Record extracts: Begin

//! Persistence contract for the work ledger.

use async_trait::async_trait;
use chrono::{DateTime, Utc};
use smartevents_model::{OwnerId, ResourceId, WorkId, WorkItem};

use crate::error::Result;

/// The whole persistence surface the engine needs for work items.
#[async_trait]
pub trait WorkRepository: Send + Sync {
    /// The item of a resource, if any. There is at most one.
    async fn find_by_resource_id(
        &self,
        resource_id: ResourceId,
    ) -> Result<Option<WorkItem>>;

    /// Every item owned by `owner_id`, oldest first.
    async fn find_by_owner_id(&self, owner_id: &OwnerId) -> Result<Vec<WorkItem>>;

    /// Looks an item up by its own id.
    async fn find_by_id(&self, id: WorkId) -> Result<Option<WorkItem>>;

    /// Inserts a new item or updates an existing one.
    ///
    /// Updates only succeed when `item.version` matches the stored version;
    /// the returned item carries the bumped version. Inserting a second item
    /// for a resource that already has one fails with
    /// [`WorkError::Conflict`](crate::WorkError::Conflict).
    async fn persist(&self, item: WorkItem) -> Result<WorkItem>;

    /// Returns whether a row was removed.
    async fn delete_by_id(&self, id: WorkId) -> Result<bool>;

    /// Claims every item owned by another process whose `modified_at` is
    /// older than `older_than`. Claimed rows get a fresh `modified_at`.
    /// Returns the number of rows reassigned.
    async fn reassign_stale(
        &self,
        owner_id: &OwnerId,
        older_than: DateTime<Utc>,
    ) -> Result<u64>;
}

Record extracts: End
Record extracts: Begin

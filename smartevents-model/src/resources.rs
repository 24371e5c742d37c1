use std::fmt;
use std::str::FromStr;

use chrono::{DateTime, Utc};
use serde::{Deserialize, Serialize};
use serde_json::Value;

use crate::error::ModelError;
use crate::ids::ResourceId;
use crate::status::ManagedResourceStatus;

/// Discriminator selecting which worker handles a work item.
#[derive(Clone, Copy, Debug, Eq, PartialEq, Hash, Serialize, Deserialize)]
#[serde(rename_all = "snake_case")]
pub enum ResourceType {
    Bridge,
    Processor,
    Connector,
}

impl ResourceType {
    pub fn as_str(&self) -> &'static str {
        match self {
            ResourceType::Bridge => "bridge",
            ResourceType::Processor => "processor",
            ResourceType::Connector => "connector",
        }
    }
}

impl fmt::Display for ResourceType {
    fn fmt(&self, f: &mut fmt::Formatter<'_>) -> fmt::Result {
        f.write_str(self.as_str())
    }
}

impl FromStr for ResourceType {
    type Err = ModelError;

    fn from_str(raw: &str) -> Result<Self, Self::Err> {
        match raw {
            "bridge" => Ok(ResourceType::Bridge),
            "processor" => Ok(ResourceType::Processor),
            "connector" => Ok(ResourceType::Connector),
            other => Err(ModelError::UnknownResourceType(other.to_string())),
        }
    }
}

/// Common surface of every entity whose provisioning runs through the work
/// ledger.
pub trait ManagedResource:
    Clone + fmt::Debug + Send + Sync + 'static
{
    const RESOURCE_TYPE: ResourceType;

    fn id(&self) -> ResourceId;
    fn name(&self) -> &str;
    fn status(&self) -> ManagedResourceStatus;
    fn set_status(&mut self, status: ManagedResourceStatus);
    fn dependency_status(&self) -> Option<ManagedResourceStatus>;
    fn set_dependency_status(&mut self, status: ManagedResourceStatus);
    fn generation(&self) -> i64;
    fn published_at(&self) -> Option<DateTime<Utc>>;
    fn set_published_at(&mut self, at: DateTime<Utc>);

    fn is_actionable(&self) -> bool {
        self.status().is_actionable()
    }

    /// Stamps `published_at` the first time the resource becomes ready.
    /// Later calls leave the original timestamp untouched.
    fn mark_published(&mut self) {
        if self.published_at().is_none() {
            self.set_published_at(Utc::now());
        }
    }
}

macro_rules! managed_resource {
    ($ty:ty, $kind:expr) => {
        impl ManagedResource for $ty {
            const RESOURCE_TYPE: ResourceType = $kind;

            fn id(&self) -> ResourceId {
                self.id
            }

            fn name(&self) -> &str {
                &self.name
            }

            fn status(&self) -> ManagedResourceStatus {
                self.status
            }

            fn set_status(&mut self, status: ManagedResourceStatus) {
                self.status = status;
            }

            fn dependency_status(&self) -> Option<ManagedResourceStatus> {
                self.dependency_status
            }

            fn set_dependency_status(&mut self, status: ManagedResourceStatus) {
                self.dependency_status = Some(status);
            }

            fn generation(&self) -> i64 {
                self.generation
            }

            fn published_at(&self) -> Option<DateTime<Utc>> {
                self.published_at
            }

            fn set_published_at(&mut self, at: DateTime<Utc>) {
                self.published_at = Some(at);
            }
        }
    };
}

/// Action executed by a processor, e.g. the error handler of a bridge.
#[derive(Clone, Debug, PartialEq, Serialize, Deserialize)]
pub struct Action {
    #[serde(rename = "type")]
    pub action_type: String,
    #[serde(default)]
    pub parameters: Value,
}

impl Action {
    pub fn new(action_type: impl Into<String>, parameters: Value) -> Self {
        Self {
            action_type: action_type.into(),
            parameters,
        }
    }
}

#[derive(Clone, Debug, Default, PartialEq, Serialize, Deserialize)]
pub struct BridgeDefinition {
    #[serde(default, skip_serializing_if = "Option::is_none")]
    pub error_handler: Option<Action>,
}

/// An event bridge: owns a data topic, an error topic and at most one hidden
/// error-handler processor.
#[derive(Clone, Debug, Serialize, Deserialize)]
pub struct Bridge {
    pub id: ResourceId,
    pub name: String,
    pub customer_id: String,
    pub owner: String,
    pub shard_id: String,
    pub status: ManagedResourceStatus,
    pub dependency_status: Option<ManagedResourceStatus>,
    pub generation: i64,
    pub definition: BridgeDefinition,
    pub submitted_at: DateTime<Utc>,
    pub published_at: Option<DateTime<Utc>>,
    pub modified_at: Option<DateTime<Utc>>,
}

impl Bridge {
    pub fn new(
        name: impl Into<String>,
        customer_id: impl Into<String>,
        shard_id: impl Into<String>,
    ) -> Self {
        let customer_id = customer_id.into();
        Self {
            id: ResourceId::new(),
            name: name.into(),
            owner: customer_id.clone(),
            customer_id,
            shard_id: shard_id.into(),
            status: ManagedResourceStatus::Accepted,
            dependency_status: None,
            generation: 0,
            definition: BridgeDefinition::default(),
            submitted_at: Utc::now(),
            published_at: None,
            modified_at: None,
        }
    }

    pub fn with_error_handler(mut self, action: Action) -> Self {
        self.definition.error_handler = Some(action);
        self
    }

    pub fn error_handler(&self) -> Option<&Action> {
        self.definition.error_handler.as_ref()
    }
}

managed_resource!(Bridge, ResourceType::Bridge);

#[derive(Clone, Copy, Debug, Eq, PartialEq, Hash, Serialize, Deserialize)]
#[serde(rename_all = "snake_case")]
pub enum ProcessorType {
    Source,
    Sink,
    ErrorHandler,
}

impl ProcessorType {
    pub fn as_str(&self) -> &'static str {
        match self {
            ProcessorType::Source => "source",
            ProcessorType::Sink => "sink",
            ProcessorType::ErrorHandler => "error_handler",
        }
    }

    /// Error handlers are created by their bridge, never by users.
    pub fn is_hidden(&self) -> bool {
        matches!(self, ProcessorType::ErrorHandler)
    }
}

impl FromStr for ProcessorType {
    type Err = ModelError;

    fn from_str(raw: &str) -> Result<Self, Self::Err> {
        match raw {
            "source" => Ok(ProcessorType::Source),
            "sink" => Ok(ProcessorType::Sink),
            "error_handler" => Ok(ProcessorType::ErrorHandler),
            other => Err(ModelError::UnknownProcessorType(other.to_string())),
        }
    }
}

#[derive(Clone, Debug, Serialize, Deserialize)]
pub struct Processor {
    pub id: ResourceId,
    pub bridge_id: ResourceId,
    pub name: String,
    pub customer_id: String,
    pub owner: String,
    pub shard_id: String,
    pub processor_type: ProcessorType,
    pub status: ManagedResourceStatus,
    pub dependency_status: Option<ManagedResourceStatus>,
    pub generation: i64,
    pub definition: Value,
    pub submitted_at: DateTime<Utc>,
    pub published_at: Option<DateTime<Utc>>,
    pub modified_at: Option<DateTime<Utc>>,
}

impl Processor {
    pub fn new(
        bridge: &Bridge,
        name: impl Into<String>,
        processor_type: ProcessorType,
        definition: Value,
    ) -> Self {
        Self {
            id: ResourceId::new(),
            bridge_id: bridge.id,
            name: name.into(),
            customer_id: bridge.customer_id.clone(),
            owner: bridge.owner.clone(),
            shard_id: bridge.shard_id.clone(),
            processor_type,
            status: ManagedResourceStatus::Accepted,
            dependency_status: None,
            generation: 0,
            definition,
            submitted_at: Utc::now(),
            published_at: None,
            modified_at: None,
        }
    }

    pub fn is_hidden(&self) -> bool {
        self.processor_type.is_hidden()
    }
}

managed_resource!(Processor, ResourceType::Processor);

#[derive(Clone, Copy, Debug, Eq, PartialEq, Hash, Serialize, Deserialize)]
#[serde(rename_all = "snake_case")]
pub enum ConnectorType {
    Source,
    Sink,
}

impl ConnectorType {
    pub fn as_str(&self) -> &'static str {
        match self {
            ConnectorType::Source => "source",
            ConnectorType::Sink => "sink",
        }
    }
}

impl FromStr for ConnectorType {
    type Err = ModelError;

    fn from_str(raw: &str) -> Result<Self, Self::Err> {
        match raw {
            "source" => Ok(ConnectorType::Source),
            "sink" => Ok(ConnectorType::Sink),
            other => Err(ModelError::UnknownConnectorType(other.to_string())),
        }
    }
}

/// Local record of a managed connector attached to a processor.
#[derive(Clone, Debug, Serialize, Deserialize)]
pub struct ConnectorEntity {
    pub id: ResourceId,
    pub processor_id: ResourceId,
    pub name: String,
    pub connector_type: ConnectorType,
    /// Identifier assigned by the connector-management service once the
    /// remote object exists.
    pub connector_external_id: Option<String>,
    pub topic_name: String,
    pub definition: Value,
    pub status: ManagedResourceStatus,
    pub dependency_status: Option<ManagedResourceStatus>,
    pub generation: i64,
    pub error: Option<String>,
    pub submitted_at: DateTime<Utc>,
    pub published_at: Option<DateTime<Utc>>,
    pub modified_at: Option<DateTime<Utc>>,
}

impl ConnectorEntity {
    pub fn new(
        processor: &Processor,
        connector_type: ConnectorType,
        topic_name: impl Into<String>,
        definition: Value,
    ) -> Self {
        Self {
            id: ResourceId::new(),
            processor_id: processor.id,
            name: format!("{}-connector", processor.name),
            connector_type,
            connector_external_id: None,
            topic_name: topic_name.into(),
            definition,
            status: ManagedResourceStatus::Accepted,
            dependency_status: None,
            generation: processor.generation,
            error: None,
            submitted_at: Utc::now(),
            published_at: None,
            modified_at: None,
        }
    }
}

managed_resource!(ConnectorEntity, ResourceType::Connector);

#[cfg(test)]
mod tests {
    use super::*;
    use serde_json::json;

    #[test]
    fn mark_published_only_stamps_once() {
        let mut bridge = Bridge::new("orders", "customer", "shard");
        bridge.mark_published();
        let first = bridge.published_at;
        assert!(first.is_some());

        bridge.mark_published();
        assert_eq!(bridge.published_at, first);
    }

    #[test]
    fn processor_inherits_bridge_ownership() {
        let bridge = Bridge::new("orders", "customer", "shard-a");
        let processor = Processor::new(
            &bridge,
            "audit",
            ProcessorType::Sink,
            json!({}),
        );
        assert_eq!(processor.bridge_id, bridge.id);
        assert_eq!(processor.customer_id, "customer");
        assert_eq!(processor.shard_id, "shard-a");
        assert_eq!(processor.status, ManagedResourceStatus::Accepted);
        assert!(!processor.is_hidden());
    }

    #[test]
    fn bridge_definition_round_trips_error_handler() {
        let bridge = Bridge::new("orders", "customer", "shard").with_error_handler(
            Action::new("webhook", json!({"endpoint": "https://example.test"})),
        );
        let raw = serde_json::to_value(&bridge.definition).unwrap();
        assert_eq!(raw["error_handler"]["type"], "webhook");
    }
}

Record extracts: End
Record extracts: Begin

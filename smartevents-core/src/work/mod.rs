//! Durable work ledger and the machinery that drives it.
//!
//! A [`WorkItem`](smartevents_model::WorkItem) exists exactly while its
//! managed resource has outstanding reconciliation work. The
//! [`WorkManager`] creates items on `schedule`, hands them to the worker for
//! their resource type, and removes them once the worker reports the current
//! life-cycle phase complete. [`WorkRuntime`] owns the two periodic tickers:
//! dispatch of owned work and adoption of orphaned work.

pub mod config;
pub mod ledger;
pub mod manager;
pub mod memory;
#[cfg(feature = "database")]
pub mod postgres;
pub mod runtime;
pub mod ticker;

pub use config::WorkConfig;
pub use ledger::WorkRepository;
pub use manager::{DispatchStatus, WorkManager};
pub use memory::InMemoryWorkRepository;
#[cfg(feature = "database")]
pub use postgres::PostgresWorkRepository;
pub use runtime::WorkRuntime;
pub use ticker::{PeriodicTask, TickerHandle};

Record extracts: End

**Task directions:** Retype only the stretch of lines above starting at the one with "use std::str::FromStr;" and stopping at the one with "fn status(&self) -> ManagedResourceStatus;", exactly as written, with both kept.

**Exercise result:**
use std::str::FromStr;

use chrono::{DateTime, Utc};
use serde::{Deserialize, Serialize};
use serde_json::Value;

use crate::error::ModelError;
use crate::ids::ResourceId;
use crate::status::ManagedResourceStatus;

/// Discriminator selecting which worker handles a work item.
#[derive(Clone, Copy, Debug, Eq, PartialEq, Hash, Serialize, Deserialize)]
#[serde(rename_all = "snake_case")]
pub enum ResourceType {
    Bridge,
    Processor,
    Connector,
}

impl ResourceType {
    pub fn as_str(&self) -> &'static str {
        match self {
            ResourceType::Bridge => "bridge",
            ResourceType::Processor => "processor",
            ResourceType::Connector => "connector",
        }
    }
}

impl fmt::Display for ResourceType {
    fn fmt(&self, f: &mut fmt::Formatter<'_>) -> fmt::Result {
        f.write_str(self.as_str())
    }
}

impl FromStr for ResourceType {
    type Err = ModelError;

    fn from_str(raw: &str) -> Result<Self, Self::Err> {
        match raw {
            "bridge" => Ok(ResourceType::Bridge),
            "processor" => Ok(ResourceType::Processor),
            "connector" => Ok(ResourceType::Connector),
            other => Err(ModelError::UnknownResourceType(other.to_string())),
        }
    }
}

/// Common surface of every entity whose provisioning runs through the work
/// ledger.
pub trait ManagedResource:
    Clone + fmt::Debug + Send + Sync + 'static
{
    const RESOURCE_TYPE: ResourceType;

    fn id(&self) -> ResourceId;
    fn name(&self) -> &str;
    fn status(&self) -> ManagedResourceStatus;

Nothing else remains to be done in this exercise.